Description of the task ▸
When the string "applies" occurs in a line of the records, show that line.
**** Extracted information ****
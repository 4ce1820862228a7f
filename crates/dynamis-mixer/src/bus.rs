//! Named bus graph node: sources, effect chain, accumulator/scratch
//! buffers, and a submitted-signal inlet (spec §4.I). Buses nest: a
//! parent's `sources` list may itself hold child `AudioBus`es via the
//! narrow [`BusSource`] seam, so the master bus recursively renders its
//! whole subtree without knowing it is talking to other buses.

use dynamis_core::Sample;
use dynamis_dsp::{apply_gain, DspNode};

/// Anything an `AudioBus` can sum as an input: a child bus, or in
/// principle any other producer the designer layer wires in. Kept
/// separate from [`DspNode`] because a source has no dry/wet notion and
/// no post-gain of its own at this seam — gain lives on the bus itself.
pub trait BusSource: Send {
    fn prepare(&mut self, max_frames: usize, channels: usize);
    fn process_into(&mut self, out: &mut [Sample], frames: usize, channels: usize);
}

/// The `MixBusControl` capability (spec §4.I, §9): designer/mix-snapshot
/// code consumes buses only through this seam, never the concrete type.
pub trait MixBusControl: Send + Sync {
    fn name(&self) -> &str;
    fn gain(&self) -> f32;
    fn set_gain(&mut self, gain: f32);
    fn bypass(&self) -> bool;
    fn set_bypass(&mut self, bypass: bool);
}

#[derive(Debug, Clone, Copy, PartialEq, Eq)]
enum PrepState {
    Unprepared,
    Prepared { max_frames: usize, channels: usize },
}

/// Named graph node: sums its sources, runs its own submitted-signal
/// inlet, chains its effects in order, and applies its own gain last
/// (spec §4.I steps 1-4).
pub struct AudioBus {
    name: String,
    gain: f32,
    bypass: bool,
    sources: Vec<Box<dyn BusSource>>,
    effects: Vec<Box<dyn DspNode>>,
    accumulator: Vec<Sample>,
    scratch: Vec<Sample>,
    submitted: Vec<Sample>,
    chain_a: Vec<Sample>,
    chain_b: Vec<Sample>,
    state: PrepState,
}

impl AudioBus {
    pub fn new(name: impl Into<String>) -> Self {
        Self {
            name: name.into(),
            gain: 1.0,
            bypass: false,
            sources: Vec::new(),
            effects: Vec::new(),
            accumulator: Vec::new(),
            scratch: Vec::new(),
            submitted: Vec::new(),
            chain_a: Vec::new(),
            chain_b: Vec::new(),
            state: PrepState::Unprepared,
        }
    }

    pub fn is_prepared(&self) -> bool {
        matches!(self.state, PrepState::Prepared { .. })
    }

    /// Populates every buffer and recursively prepares sources and
    /// effects. Re-entrant: calling again with a larger size grows every
    /// buffer and re-prepares children (spec §4.J "state machine for bus
    /// preparation").
    pub fn prepare(&mut self, max_frames: usize, channels: usize) {
        let n = max_frames * channels;
        self.accumulator = vec![0.0; n];
        self.scratch = vec![0.0; n];
        self.submitted = vec![0.0; n];
        self.chain_a = vec![0.0; n];
        self.chain_b = vec![0.0; n];
        for source in &mut self.sources {
            source.prepare(max_frames, channels);
        }
        for effect in &mut self.effects {
            effect.prepare(max_frames, channels);
        }
        self.state = PrepState::Prepared { max_frames, channels };
    }

    /// Releases every buffer, returning the bus to `Unprepared`. Effect
    /// and source *state* (filter memory, delay lines) is untouched — use
    /// [`AudioBus::reset_state`] for that.
    pub fn reset(&mut self) {
        self.accumulator.clear();
        self.scratch.clear();
        self.submitted.clear();
        self.chain_a.clear();
        self.chain_b.clear();
        self.state = PrepState::Unprepared;
    }

    /// Clears every effect's internal state without releasing buffers
    /// (e.g. on a hard scene cut that should not also reallocate).
    pub fn reset_state(&mut self) {
        for effect in &mut self.effects {
            effect.reset();
        }
    }

    /// Adds a source, auto-preparing it if this bus is already prepared
    /// (spec §4.I "dynamic mutation contract").
    pub fn add_source(&mut self, mut source: Box<dyn BusSource>) {
        if let PrepState::Prepared { max_frames, channels } = self.state {
            source.prepare(max_frames, channels);
        }
        self.sources.push(source);
    }

    /// Adds an effect to the end of the chain, auto-preparing it if this
    /// bus is already prepared.
    pub fn add_effect(&mut self, mut effect: Box<dyn DspNode>) {
        if let PrepState::Prepared { max_frames, channels } = self.state {
            effect.prepare(max_frames, channels);
        }
        self.effects.push(effect);
    }

    pub fn source_count(&self) -> usize {
        self.sources.len()
    }

    pub fn effect_count(&self) -> usize {
        self.effects.len()
    }

    /// The sole legal way for external signal to enter a bus (spec §4.I:
    /// "direct accumulator writes are forbidden"). Additive: multiple
    /// submissions in the same block sum before the next render.
    pub fn submit_block(&mut self, signal: &[Sample], frames: usize, channels: usize) {
        let n = frames * channels;
        debug_assert!(self.submitted.len() >= n, "submit_block before prepare");
        for (dst, src) in self.submitted[..n].iter_mut().zip(&signal[..n]) {
            *dst += src;
        }
    }

    /// Per-block render (spec §4.I steps 1-4): zero + mix the submitted
    /// inlet, sum every source, chain every effect in order, then apply
    /// this bus's own gain last. `bypass` skips the effect chain but the
    /// bus's gain still applies (matches the node-level bypass contract).
    fn render_into(&mut self, out: &mut [Sample], frames: usize, channels: usize) {
        let n = frames * channels;

        self.accumulator[..n].fill(0.0);
        for (dst, src) in self.accumulator[..n].iter_mut().zip(&self.submitted[..n]) {
            *dst += *src;
        }
        self.submitted[..n].fill(0.0);

        for source in &mut self.sources {
            source.process_into(&mut self.scratch[..n], frames, channels);
            for (dst, src) in self.accumulator[..n].iter_mut().zip(&self.scratch[..n]) {
                *dst += *src;
            }
        }

        let final_slice: &[Sample] = if self.bypass || self.effects.is_empty() {
            &self.accumulator[..n]
        } else {
            self.chain_a[..n].copy_from_slice(&self.accumulator[..n]);
            let mut use_a = true;
            for effect in &mut self.effects {
                if use_a {
                    effect.process(&self.chain_a[..n], &mut self.chain_b[..n], frames, channels);
                } else {
                    effect.process(&self.chain_b[..n], &mut self.chain_a[..n], frames, channels);
                }
                use_a = !use_a;
            }
            if use_a {
                &self.chain_a[..n]
            } else {
                &self.chain_b[..n]
            }
        };
        out[..n].copy_from_slice(final_slice);
        apply_gain(out, frames, channels, self.gain);
    }

    /// Convenience for the mixer's top-level master-bus step (spec §4.J
    /// step 7: "process the master bus from a zero input").
    pub fn render_from_silence(&mut self, out: &mut [Sample], frames: usize, channels: usize) {
        self.render_into(out, frames, channels);
    }
}

impl BusSource for AudioBus {
    fn prepare(&mut self, max_frames: usize, channels: usize) {
        AudioBus::prepare(self, max_frames, channels);
    }

    fn process_into(&mut self, out: &mut [Sample], frames: usize, channels: usize) {
        self.render_into(out, frames, channels);
    }
}

impl MixBusControl for AudioBus {
    fn name(&self) -> &str {
        &self.name
    }

    fn gain(&self) -> f32 {
        self.gain
    }

    fn set_gain(&mut self, gain: f32) {
        self.gain = gain;
    }

    fn bypass(&self) -> bool {
        self.bypass
    }

    fn set_bypass(&mut self, bypass: bool) {
        self.bypass = bypass;
    }
}

#[cfg(test)]
mod tests {
    use super::*;

    struct ConstSource(Sample);
    impl BusSource for ConstSource {
        fn prepare(&mut self, _: usize, _: usize) {}
        fn process_into(&mut self, out: &mut [Sample], frames: usize, channels: usize) {
            out[..frames * channels].fill(self.0);
        }
    }

    #[test]
    fn direct_accumulator_writes_are_impossible_only_submit_and_sources_contribute() {
        let mut bus = AudioBus::new("sfx");
        bus.prepare(4, 1);
        bus.add_source(Box::new(ConstSource(0.25)));
        bus.submit_block(&[0.1, 0.1, 0.1, 0.1], 4, 1);
        let mut out = [0.0f32; 4];
        bus.render_from_silence(&mut out, 4, 1);
        for s in out {
            assert!((s - 0.35).abs() < 1e-6);
        }
    }

    #[test]
    fn submitted_inlet_is_cleared_after_one_block() {
        let mut bus = AudioBus::new("sfx");
        bus.prepare(2, 1);
        bus.submit_block(&[1.0, 1.0], 2, 1);
        let mut out = [0.0f32; 2];
        bus.render_from_silence(&mut out, 2, 1);
        assert_eq!(out, [1.0, 1.0]);
        bus.render_from_silence(&mut out, 2, 1);
        assert_eq!(out, [0.0, 0.0]);
    }

    #[test]
    fn gain_is_applied_last_even_when_bypassed() {
        let mut bus = AudioBus::new("master");
        bus.prepare(2, 1);
        bus.set_gain(0.5);
        bus.set_bypass(true);
        bus.submit_block(&[1.0, 1.0], 2, 1);
        let mut out = [0.0f32; 2];
        bus.render_from_silence(&mut out, 2, 1);
        assert_eq!(out, [0.5, 0.5]);
    }

    #[test]
    fn nested_bus_sums_into_parent() {
        let mut child = AudioBus::new("sfx");
        child.prepare(2, 1);
        child.submit_block(&[0.4, 0.4], 2, 1);

        let mut master = AudioBus::new("master");
        master.add_source(Box::new(child));
        master.prepare(2, 1);
        let mut out = [0.0f32; 2];
        master.render_from_silence(&mut out, 2, 1);
        assert_eq!(out, [0.4, 0.4]);
    }

    #[test]
    fn adding_source_after_prepare_auto_prepares_it() {
        let mut master = AudioBus::new("master");
        master.prepare(4, 2);
        master.add_source(Box::new(ConstSource(0.1)));
        let mut out = [0.0f32; 8];
        master.render_from_silence(&mut out, 4, 2);
        for s in out {
            assert!((s - 0.1).abs() < 1e-6);
        }
    }
}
****
Task output ▸
/// inlet, chains its effects in order, and applies its own gain last
    /// bus's gain still applies (matches the node-level bypass contract).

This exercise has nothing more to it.